Vegetarian Diets Explained – What Are the Advantages and What You Need to Know to Make It Work for You

The trend for following a plant-based diet has boomed recently. Just look at all the options for plant-based burgers on menus these day. What does this trend mean and why is this significant? No matter the type of vegetarian diet you follow, or even if you are a veterinarian or not, we can all enjoy and benefit from incorporating a variety of fruits and vegetables into our diets. Plants are powerful and they provide many known and as yet to be fully discovered and understood benefits for our health. Some of these known benefits include the high fibre content, which is important for digestive health and function.

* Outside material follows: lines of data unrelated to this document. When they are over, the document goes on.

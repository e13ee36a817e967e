//! Persistence layer: the intent registry and the provenance ledger.
//!
//! Both files live under `<workspace>/.orchestration/`. The intent store
//! exclusively owns the registry; the trace ledger exclusively owns the
//! trace file. Hooks share read access via the stores' queries.

pub mod intent_store;
pub mod trace_ledger;

use std::path::{Path, PathBuf};

/// Directory under the workspace root holding all governance state.
pub const ORCHESTRATION_DIR: &str = ".orchestration";
/// Intent registry file name.
pub const INTENT_REGISTRY_FILE: &str = "active_intents.yaml";
/// Provenance ledger file name.
pub const TRACE_LEDGER_FILE: &str = "agent_trace.jsonl";
/// Authorization bypass list file name.
pub const BYPASS_FILE: &str = ".intentignore";

/// Path of the intent registry for a workspace.
#[must_use]
pub fn registry_path(workspace: &Path) -> PathBuf {
    workspace.join(ORCHESTRATION_DIR).join(INTENT_REGISTRY_FILE)
}

/// Path of the trace ledger for a workspace.
#[must_use]
pub fn ledger_path(workspace: &Path) -> PathBuf {
    workspace.join(ORCHESTRATION_DIR).join(TRACE_LEDGER_FILE)
}

/// Path of the bypass list for a workspace.
#[must_use]
pub fn bypass_path(workspace: &Path) -> PathBuf {
    workspace.join(ORCHESTRATION_DIR).join(BYPASS_FILE)
}
//! CLI command definitions.
//!
//! The CLI is an inspection surface over governance state; enforcement
//! itself runs inside the hook pipeline embedded in the editor host.

use super::output::OutputFormat;
use clap::{Args, Parser, Subcommand};
use std::path::PathBuf;

/// Warden CLI - inspect intent governance state for a workspace.
#[derive(Parser)]
#[command(name = "warden")]
#[command(version, about)]
#[command(propagate_version = true)]
pub struct Cli {
    /// Output format
    #[arg(long, short = 'f', global = true, default_value = "table")]
    pub format: OutputFormat,

    /// Workspace root containing the .orchestration directory
    #[arg(long, short = 'w', global = true, default_value = ".")]
    pub workspace: PathBuf,

    #[command(subcommand)]
    pub command: Commands,
}

/// Top-level commands.
#[derive(Subcommand)]
pub enum Commands {
    /// Intent registry commands
    #[command(subcommand)]
    Intent(IntentCommands),

    /// Provenance trace commands
    #[command(subcommand)]
    Trace(TraceCommands),

    /// Authorization bypass list commands
    #[command(subcommand)]
    Bypass(BypassCommands),

    /// Validate the registry and ledger files
    Check,
}

/// Intent registry subcommands.
#[derive(Subcommand)]
pub enum IntentCommands {
    /// List all intents in the registry
    List,
    /// Show one intent, including its governance context block
    Show(IntentShowArgs),
}

#[derive(Args)]
pub struct IntentShowArgs {
    /// Intent ID (e.g. INT-001)
    pub id: String,

    /// Maximum prior trace entries to include in the context block
    #[arg(long, default_value_t = 5)]
    pub history: usize,
}

/// Trace ledger subcommands.
#[derive(Subcommand)]
pub enum TraceCommands {
    /// List trace entries, newest last
    List(TraceListArgs),
}

#[derive(Args)]
pub struct TraceListArgs {
    /// Only entries touching this workspace-relative path
    #[arg(long)]
    pub path: Option<String>,

    /// Only entries related to this intent id
    #[arg(long)]
    pub intent: Option<String>,

    /// Maximum entries to print (from the end of the ledger)
    #[arg(long)]
    pub limit: Option<usize>,
}

/// Bypass list subcommands.
#[derive(Subcommand)]
pub enum BypassCommands {
    /// Show intents authorized to skip the approval dialog
    List,
}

There are many studies on the effects of vegetarian diets and decreased risk for various types of cancer. Part of this is that Fruits and vegetables are natural sources of antioxidants. Antioxidants are important for many reasons in the maintenance of good health and prevention of many chronic diseases. Fruits and vegetables are also lower in calories and fat than other foods. Part of this is because of their high water content which means they will also help with keeping you hydrated which is so important for health, well-being and feeling your best.

Besides health, there are many other reasons individuals choose a vegetarian diet. Some of these include food preferences, religious beliefs and environmental concerns. Plant-based diets are being promoted for how they can support and reduce the effects of climate change, as the energy requirements for growing and supporting animals is much higher than it is for plants, and eating more plants can help us with sustainability measures.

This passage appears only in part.